Problem description. Give only the number of lines in the records that contain the word "MethodDefRc".

Data for the task.
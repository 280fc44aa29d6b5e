// Copyright 2025 Johann Kempter
//
// Licensed under the Apache License, Version 2.0 (the "License");
// you may not use this file except in compliance with the License.
// You may obtain a copy of the License at
//
//     http://www.apache.org/licenses/LICENSE-2.0
//
// Unless required by applicable law or agreed to in writing, software
// distributed under the License is distributed on an "AS IS" BASIS,
// WITHOUT WARRANTIES OR CONDITIONS OF ANY KIND, either express or implied.
// See the License for the specific language governing permissions and
// limitations under the License.
//
// SPDX-License-Identifier: Apache-2.0

//! The ordered shim list of one isolation run.
//!
//! Lookup is two-tiered. Shims bound to the exact receiver instance win over shims
//! scoped by type or unscoped; within a tier the first registered shim wins.
//! Every tier also matches overrides of the virtual method a shim names.

use crate::{
    emulation::{ExecutionThread, HeapRef, Value},
    isolation::shim::{ReceiverMatch, Shim},
    metadata::{MethodDefRc, MethodIdentity, SymbolTable, Token},
    Result,
};

/// What shim matching knows about a call's receiver.
#[derive(Debug, Clone, Copy, PartialEq, Eq, Default)]
pub struct Receiver {
    /// The heap instance, for reference type receivers
    pub instance: Option<HeapRef>,
    /// The receiver's runtime type, if it has one
    pub runtime_type: Option<Token>,
}

impl Receiver {
    /// Describes a receiver argument; `None` for null.
    ///
    /// Managed pointers are followed, so value type receivers passed by reference
    /// report their value type.
    ///
    /// # Errors
    /// Returns [`crate::Error::TypeMismatch`] for dangling references.
    pub fn of(thread: &ExecutionThread<'_>, value: &Value) -> Result<Option<Receiver>> {
        let runtime = thread.runtime();
        let pointee;
        let value = match value {
            Value::ManagedPtr(pointer) => {
                pointee = thread.load(pointer)?;
                &pointee
            }
            other => other,
        };

        Ok(match value {
            Value::Null => None,
            Value::ObjectRef(object) => Some(Receiver {
                instance: Some(*object),
                runtime_type: runtime.runtime_type(value)?,
            }),
            other => Some(Receiver {
                instance: None,
                runtime_type: runtime.runtime_type(other)?,
            }),
        })
    }
}

/// Shims of one run, in registration order.
#[derive(Debug, Default)]
pub struct ShimRegistry {
    shims: Vec<Shim>,
}

impl ShimRegistry {
    /// Creates a registry; earlier shims take precedence within a tier.
    #[must_use]
    pub fn new(shims: Vec<Shim>) -> Self {
        ShimRegistry { shims }
    }

    /// Number of shims.
    #[must_use]
    pub fn len(&self) -> usize {
        self.shims.len()
    }

    /// Whether no shim is registered.
    #[must_use]
    pub fn is_empty(&self) -> bool {
        self.shims.is_empty()
    }

    /// The shim at `index`.
    #[must_use]
    pub fn get(&self, index: usize) -> Option<&Shim> {
        self.shims.get(index)
    }

    /// All shims in registration order.
    pub fn iter(&self) -> impl Iterator<Item = &Shim> {
        self.shims.iter()
    }

    /// Whether any shim names `identity` as its original.
    #[must_use]
    pub fn names(&self, identity: &MethodIdentity) -> bool {
        self.shims.iter().any(|shim| shim.identity() == identity)
    }

    /// Finds the shim that applies to a call of `method` on `receiver`.
    ///
    /// `method` is the resolved target: for virtual calls, the implementation the
    /// receiver dispatches to.
    #[must_use]
    pub fn find(
        &self,
        symbols: &dyn SymbolTable,
        method: &MethodDefRc,
        receiver: Option<&Receiver>,
    ) -> Option<usize> {
        let identity = method.identity();
        let names = |shim: &Shim| {
            *shim.identity() == identity || symbols.overrides(method, shim.original())
        };

        let receiver = match receiver {
            Some(receiver) if !method.is_static() => receiver,
            _ => {
                return self
                    .shims
                    .iter()
                    .position(|shim| *shim.identity() == identity)
            }
        };

        if let Some(instance) = receiver.instance {
            let bound = self.shims.iter().position(|shim| {
                shim.receiver() == ReceiverMatch::Instance(instance) && names(shim)
            });
            if bound.is_some() {
                return bound;
            }
        }

        self.shims.iter().position(|shim| {
            let type_matches = match shim.receiver() {
                ReceiverMatch::Instance(_) => false,
                ReceiverMatch::Type(type_token) => receiver
                    .runtime_type
                    .is_some_and(|runtime_type| symbols.is_subtype_of(runtime_type, type_token)),
                ReceiverMatch::Any => true,
            };
            type_matches && names(shim)
        })
    }
}

#[cfg(test)]
mod tests {
    use std::sync::Arc;

    use super::*;
    use crate::{
        emulation::{NativeMethod, Runtime},
        metadata::{
            builders::{MethodDefBuilder, TypeDefBuilder},
            Module, TypeSig,
        },
    };

    struct Animals {
        module: Arc<Module>,
        animal: Token,
        dog: Token,
        speak: MethodDefRc,
        dog_speak: MethodDefRc,
        create: MethodDefRc,
    }

    fn animals() -> Result<Animals> {
        let module = Arc::new(Module::new());
        let animal = TypeDefBuilder::new("Zoo", "Animal").build(&module)?;
        let dog = TypeDefBuilder::new("Zoo", "Dog").base(animal).build(&module)?;
        let speak = MethodDefBuilder::new("Speak")
            .virtual_method()
            .returns(TypeSig::String)
            .build(&module, animal)?;
        let dog_speak = MethodDefBuilder::new("Speak")
            .virtual_method()
            .returns(TypeSig::String)
            .build(&module, dog)?;
        let create = MethodDefBuilder::new("Create")
            .static_method()
            .returns(TypeSig::Class(animal))
            .build(&module, animal)?;

        Ok(Animals {
            speak: module.method(speak)?,
            dog_speak: module.method(dog_speak)?,
            create: module.method(create)?,
            module,
            animal,
            dog,
        })
    }

    fn speak_shim(zoo: &Animals, receiver: ReceiverMatch, method: &MethodDefRc) -> Result<Shim> {
        let module = zoo.module.as_ref();
        let receiver_type = match receiver {
            ReceiverMatch::Type(type_token) => type_token,
            _ => method.declaring_type,
        };
        let builder = Shim::replace(module, method.token)?;
        let builder = match receiver {
            ReceiverMatch::Type(type_token) => builder.on_type(type_token),
            _ => builder,
        };
        builder.with_native(
            module,
            NativeMethod::new(
                "speak",
                vec![TypeSig::Class(receiver_type)],
                TypeSig::String,
                |_, _| Ok(Value::Null),
            ),
        )
    }

    #[test]
    fn static_methods_match_by_identity() -> Result<()> {
        let zoo = animals()?;
        let module = zoo.module.as_ref();
        let shim = Shim::replace(module, zoo.create.token)?.with_native(
            module,
            NativeMethod::new("create", vec![], TypeSig::Class(zoo.animal), |_, _| {
                Ok(Value::Null)
            }),
        )?;
        let registry = ShimRegistry::new(vec![shim]);

        assert_eq!(registry.find(module, &zoo.create, None), Some(0));
        assert_eq!(registry.find(module, &zoo.speak, None), None);
        assert!(registry.names(&zoo.create.identity()));
        assert!(!registry.names(&zoo.speak.identity()));
        Ok(())
    }

    #[test]
    fn overrides_match_unscoped_shims() -> Result<()> {
        let zoo = animals()?;
        let module = zoo.module.as_ref();
        let registry = ShimRegistry::new(vec![speak_shim(&zoo, ReceiverMatch::Any, &zoo.speak)?]);

        let dog = Receiver {
            instance: Some(HeapRef::new(1)),
            runtime_type: Some(zoo.dog),
        };
        assert_eq!(registry.find(module, &zoo.dog_speak, Some(&dog)), Some(0));
        assert_eq!(registry.find(module, &zoo.speak, Some(&dog)), Some(0));
        Ok(())
    }

    #[test]
    fn type_scope_filters_receivers() -> Result<()> {
        let zoo = animals()?;
        let module = zoo.module.as_ref();
        let registry = ShimRegistry::new(vec![speak_shim(
            &zoo,
            ReceiverMatch::Type(zoo.dog),
            &zoo.speak,
        )?]);

        let animal = Receiver {
            instance: Some(HeapRef::new(1)),
            runtime_type: Some(zoo.animal),
        };
        let dog = Receiver {
            instance: Some(HeapRef::new(2)),
            runtime_type: Some(zoo.dog),
        };
        assert_eq!(registry.find(module, &zoo.speak, Some(&animal)), None);
        assert_eq!(registry.find(module, &zoo.dog_speak, Some(&dog)), Some(0));
        Ok(())
    }

    #[test]
    fn instance_shims_take_priority() -> Result<()> {
        let zoo = animals()?;
        let runtime = Runtime::new(zoo.module.clone());
        let module = zoo.module.as_ref();
        let rex = runtime.new_object(zoo.dog)?;
        let Value::ObjectRef(rex_ref) = rex else {
            panic!("expected an object reference");
        };

        let scoped = speak_shim(&zoo, ReceiverMatch::Type(zoo.dog), &zoo.dog_speak)?;
        let bound = Shim::replace(module, zoo.dog_speak.token)?
            .on_instance(&runtime, &rex)?
            .with_native(
                module,
                NativeMethod::new("rex", vec![TypeSig::Class(zoo.dog)], TypeSig::String, |_, _| {
                    Ok(Value::Null)
                }),
            )?;
        let registry = ShimRegistry::new(vec![scoped, bound]);

        let rex = Receiver {
            instance: Some(rex_ref),
            runtime_type: Some(zoo.dog),
        };
        let other = Receiver {
            instance: Some(HeapRef::new(rex_ref.id() + 100)),
            runtime_type: Some(zoo.dog),
        };
        assert_eq!(registry.find(module, &zoo.dog_speak, Some(&rex)), Some(1));
        assert_eq!(registry.find(module, &zoo.dog_speak, Some(&other)), Some(0));
        Ok(())
    }

    #[test]
    fn receivers_of_values() -> Result<()> {
        let zoo = animals()?;
        let runtime = Runtime::new(zoo.module.clone());
        let thread = ExecutionThread::new(&runtime);

        let dog = runtime.new_object(zoo.dog)?;
        let receiver = Receiver::of(&thread, &dog)?;
        assert_eq!(receiver.and_then(|r| r.runtime_type), Some(zoo.dog));
        assert!(receiver.is_some_and(|r| r.instance.is_some()));

        assert_eq!(Receiver::of(&thread, &Value::Null)?, None);
        let number = Receiver::of(&thread, &Value::I4(4))?;
        assert_eq!(
            number,
            Some(Receiver {
                instance: None,
                runtime_type: Some(runtime.corlib().int32),
            })
        );
        Ok(())
    }
}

Solution to this problem. 6